# Task instructions:
Say how many lines of the data contain "success", and nothing more.

Start of Excerpted records

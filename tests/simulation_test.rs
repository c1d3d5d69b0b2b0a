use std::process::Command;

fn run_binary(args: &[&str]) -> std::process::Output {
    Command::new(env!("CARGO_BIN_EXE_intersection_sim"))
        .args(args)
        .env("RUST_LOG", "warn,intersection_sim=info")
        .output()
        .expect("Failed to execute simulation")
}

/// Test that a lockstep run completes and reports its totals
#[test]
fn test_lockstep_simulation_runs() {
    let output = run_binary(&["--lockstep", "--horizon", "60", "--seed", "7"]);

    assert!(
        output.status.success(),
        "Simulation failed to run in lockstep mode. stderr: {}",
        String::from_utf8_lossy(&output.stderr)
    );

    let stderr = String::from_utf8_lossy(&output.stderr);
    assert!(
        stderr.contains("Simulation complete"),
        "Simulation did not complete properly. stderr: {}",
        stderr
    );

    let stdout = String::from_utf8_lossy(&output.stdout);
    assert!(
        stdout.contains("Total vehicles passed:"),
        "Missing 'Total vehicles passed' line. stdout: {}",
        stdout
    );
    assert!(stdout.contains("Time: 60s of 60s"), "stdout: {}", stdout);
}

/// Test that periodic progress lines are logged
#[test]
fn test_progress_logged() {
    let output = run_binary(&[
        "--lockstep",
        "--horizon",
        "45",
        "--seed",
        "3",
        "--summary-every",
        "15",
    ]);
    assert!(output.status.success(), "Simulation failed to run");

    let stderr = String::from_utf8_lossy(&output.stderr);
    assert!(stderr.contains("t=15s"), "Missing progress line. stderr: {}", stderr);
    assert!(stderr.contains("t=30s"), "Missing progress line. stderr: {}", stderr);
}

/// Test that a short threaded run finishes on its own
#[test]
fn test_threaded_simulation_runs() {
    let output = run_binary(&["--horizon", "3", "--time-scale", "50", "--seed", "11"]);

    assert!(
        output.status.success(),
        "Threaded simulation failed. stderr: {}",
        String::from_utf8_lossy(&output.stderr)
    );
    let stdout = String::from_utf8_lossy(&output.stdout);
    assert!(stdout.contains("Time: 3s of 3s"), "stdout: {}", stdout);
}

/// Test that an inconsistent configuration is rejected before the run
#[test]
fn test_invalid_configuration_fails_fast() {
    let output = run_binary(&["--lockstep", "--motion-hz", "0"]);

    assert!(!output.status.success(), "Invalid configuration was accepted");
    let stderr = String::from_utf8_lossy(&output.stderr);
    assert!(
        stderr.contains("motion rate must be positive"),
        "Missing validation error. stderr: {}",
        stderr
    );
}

End of Excerpted records
Start of Excerpted records

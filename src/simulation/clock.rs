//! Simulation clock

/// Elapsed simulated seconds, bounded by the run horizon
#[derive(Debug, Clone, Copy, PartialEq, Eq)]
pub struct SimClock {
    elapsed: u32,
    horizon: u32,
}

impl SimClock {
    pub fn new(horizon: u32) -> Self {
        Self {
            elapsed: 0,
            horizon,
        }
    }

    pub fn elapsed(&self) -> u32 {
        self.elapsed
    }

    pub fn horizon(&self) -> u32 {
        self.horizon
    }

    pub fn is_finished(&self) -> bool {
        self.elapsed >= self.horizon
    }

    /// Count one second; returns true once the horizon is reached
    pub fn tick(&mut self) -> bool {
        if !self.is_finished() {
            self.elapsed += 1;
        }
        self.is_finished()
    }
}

End of Excerpted records

# Solution for this task:
4